--- Your assignment ---
Each line below with the string "every" should be copied.

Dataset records
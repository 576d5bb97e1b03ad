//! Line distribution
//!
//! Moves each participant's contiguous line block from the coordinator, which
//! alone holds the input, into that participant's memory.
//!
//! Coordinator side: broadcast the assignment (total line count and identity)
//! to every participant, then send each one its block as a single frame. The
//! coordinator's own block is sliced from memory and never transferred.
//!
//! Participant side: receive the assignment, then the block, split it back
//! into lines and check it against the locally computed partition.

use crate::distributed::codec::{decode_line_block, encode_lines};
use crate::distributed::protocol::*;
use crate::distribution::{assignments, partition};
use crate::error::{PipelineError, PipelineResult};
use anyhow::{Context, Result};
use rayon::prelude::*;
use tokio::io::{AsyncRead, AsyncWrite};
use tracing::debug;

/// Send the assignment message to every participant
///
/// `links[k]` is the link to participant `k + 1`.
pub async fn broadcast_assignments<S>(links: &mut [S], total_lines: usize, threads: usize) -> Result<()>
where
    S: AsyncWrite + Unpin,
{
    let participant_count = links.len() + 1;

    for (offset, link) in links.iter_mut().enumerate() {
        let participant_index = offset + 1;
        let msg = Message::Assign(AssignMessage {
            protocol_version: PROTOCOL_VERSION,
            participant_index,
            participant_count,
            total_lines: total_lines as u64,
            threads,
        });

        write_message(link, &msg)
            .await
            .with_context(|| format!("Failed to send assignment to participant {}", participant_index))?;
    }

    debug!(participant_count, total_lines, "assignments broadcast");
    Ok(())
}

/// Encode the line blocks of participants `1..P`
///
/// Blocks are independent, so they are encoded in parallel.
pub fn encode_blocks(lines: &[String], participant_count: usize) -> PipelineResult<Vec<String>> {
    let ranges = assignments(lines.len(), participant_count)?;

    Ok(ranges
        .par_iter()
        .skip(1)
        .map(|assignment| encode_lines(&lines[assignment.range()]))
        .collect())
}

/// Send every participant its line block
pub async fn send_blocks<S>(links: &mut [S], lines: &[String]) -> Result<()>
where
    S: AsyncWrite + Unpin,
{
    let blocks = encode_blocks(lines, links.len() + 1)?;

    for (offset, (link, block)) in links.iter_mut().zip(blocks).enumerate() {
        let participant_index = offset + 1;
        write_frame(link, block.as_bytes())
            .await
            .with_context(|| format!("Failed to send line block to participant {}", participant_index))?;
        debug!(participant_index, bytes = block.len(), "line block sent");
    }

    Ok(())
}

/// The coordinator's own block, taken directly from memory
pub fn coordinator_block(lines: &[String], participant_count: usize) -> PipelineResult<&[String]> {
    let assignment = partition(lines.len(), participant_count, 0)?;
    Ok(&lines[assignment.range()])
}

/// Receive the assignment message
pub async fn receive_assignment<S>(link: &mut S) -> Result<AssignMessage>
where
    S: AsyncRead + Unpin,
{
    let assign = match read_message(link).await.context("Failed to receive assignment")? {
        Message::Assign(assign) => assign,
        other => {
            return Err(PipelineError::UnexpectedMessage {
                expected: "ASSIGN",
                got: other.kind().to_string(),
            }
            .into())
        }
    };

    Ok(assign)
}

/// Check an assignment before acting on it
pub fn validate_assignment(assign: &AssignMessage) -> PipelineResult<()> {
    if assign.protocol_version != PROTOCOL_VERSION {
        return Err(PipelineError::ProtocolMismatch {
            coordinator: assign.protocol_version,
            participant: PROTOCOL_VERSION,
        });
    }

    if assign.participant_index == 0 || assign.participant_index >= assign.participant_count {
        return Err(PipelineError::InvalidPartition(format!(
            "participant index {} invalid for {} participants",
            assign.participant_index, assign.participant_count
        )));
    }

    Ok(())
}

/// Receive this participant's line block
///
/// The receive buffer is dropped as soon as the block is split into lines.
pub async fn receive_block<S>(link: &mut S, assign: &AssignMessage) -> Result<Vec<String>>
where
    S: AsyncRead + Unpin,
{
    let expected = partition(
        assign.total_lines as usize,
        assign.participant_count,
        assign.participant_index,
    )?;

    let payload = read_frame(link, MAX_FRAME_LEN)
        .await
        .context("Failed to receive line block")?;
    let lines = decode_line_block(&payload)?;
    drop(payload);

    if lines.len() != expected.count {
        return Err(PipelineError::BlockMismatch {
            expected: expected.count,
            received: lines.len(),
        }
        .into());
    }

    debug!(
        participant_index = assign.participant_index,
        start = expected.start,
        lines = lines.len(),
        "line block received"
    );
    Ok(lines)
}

--- Result of the task ---
//! to every participant, then send each one its block as a single frame. The
/// Send the assignment message to every participant
/// Send every participant its line block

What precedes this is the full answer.